[Items from a dataset]
+---+
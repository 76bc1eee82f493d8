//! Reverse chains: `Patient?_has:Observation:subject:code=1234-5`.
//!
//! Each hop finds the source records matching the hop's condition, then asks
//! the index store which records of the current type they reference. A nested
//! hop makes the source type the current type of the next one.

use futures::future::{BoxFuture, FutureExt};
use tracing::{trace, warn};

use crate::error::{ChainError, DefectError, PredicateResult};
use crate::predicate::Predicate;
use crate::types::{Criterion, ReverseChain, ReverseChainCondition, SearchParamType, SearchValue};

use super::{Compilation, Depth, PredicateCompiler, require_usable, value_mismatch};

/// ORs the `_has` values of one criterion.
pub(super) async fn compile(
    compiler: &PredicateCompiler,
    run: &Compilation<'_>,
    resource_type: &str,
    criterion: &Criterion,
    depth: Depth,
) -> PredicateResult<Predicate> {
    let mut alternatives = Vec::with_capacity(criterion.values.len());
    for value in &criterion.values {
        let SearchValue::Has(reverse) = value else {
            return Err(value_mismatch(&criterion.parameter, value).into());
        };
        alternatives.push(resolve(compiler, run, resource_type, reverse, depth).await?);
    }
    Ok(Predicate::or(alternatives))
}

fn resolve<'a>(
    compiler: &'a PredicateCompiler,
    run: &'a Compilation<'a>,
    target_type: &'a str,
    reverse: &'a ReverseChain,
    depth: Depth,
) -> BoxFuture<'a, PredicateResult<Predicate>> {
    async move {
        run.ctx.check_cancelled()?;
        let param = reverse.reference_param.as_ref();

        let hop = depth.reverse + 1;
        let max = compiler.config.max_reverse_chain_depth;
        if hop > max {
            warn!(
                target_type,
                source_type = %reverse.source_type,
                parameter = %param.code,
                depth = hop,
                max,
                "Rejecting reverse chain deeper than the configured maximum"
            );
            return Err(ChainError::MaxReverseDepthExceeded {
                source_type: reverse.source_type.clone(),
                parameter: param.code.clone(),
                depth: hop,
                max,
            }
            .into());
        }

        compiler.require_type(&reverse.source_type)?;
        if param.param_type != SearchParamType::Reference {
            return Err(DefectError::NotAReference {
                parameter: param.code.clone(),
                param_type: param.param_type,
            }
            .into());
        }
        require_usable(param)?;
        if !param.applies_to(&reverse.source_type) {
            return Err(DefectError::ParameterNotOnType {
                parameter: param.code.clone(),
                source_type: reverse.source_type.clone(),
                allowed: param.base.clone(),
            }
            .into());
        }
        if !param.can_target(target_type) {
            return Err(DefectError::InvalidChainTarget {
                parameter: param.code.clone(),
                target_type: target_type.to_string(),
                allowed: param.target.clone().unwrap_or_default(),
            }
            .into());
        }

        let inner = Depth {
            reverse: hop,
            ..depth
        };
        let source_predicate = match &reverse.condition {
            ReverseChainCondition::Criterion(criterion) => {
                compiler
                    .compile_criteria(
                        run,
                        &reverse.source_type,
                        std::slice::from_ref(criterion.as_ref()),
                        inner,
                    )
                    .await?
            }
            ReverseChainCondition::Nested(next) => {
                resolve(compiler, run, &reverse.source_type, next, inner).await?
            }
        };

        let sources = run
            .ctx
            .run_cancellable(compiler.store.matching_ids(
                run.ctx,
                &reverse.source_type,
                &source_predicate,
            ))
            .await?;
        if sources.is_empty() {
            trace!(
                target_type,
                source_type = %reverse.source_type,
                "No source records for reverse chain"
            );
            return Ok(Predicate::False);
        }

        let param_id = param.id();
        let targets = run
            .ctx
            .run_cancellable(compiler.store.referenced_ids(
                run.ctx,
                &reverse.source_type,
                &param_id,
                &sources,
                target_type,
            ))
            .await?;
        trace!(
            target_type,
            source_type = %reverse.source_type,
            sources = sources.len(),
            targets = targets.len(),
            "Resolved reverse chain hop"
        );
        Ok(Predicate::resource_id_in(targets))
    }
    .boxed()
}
+---+
If a line in the data holds the string "sources", copy that line.

Reply –
        let sources = run
        if sources.is_empty() {
                &sources,
            sources = sources.len(),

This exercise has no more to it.